Jed Lewinsohn, ‘Paid on Both Sides: Quid Pro Quo Exchange and the Doctrine of Consideration’

I scratch your back, you scratch mine – how must these services relate in order to constitute a quid pro quo exchange? In the ordinary quid pro quo exchange, each party agrees to do their part in order to get the other party to do theirs; each conditions their own willingness to perform on the willingness of the other; and each regards the other as obligated to do their part in light of their agreement. But not all exchanges are ordinary, and a proper analysis is of considerable practical and theoretical significance. In the law alone, quid pro quo figures prominently in a wide range of contexts – civil as well as criminal, public as well as private – and lies at the core of a number of raging controversies concerning official corruption, insider trading, and other matters.
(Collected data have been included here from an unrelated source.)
//! Image processing backend trait and shared types.
//!
//! The [`ImageBackend`] trait defines the operations every backend must
//! support: identify, measure_text, and overlay.
//!
//! The production implementation is
//! [`RustBackend`](super::rust_backend::RustBackend): pure Rust, with the
//! font parsed once and held for the whole batch.

use super::params::OverlayParams;
use std::path::{Path, PathBuf};
use thiserror::Error;

#[derive(Error, Debug)]
pub enum BackendError {
    #[error("IO error: {0}")]
    Io(#[from] std::io::Error),
    #[error("Failed to decode {path}: {source}")]
    Decode {
        path: PathBuf,
        source: image::ImageError,
    },
    #[error("Failed to encode {path}: {source}")]
    Encode {
        path: PathBuf,
        source: image::ImageError,
    },
    #[error("Unsupported output format: {0}")]
    UnsupportedFormat(PathBuf),
}

/// Result of an identify operation.
#[derive(Debug, Clone, Copy, PartialEq, Eq)]
pub struct Dimensions {
    pub width: u32,
    pub height: u32,
}

impl Dimensions {
    pub fn as_tuple(self) -> (u32, u32) {
        (self.width, self.height)
    }
}

/// Trait for image processing backends.
///
/// `Sync` so one backend can be shared across rayon workers.
pub trait ImageBackend: Sync {
    /// Get image dimensions.
    fn identify(&self, path: &Path) -> Result<Dimensions, BackendError>;

    /// Pixel size `(width, height)` of the ink `text` leaves at `font_size`.
    ///
    /// An overlay at `(x, y)` inks exactly the box `[x, x + width) x [y, y + height)`.
    fn measure_text(&self, text: &str, font_size: u32) -> (u32, u32);

    /// Decode the source, draw the text, encode to the output path.
    fn overlay(&self, params: &OverlayParams) -> Result<(), BackendError>;

    /// Identity of rendering inputs not captured by [`OverlayParams`]
    /// (the font), used as part of cache keys.
    fn render_fingerprint(&self) -> String;
}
This Article offers the first philosophical analysis of quid pro quo exchange in the Anglophone tradition …

Jed Lewinsohn, Paid on Both Sides: Quid Pro Quo Exchange and the Doctrine of Consideration, Yale Law Journal, volume 129 (2019-2020) no 3, January 2020.

and see:

Curtis Bridgeman, Twenty-First-Century Contract Law Is a Law of Agreements, Not Debts: A Response to Lewinsohn, Yale Law Journal Forum (31 January).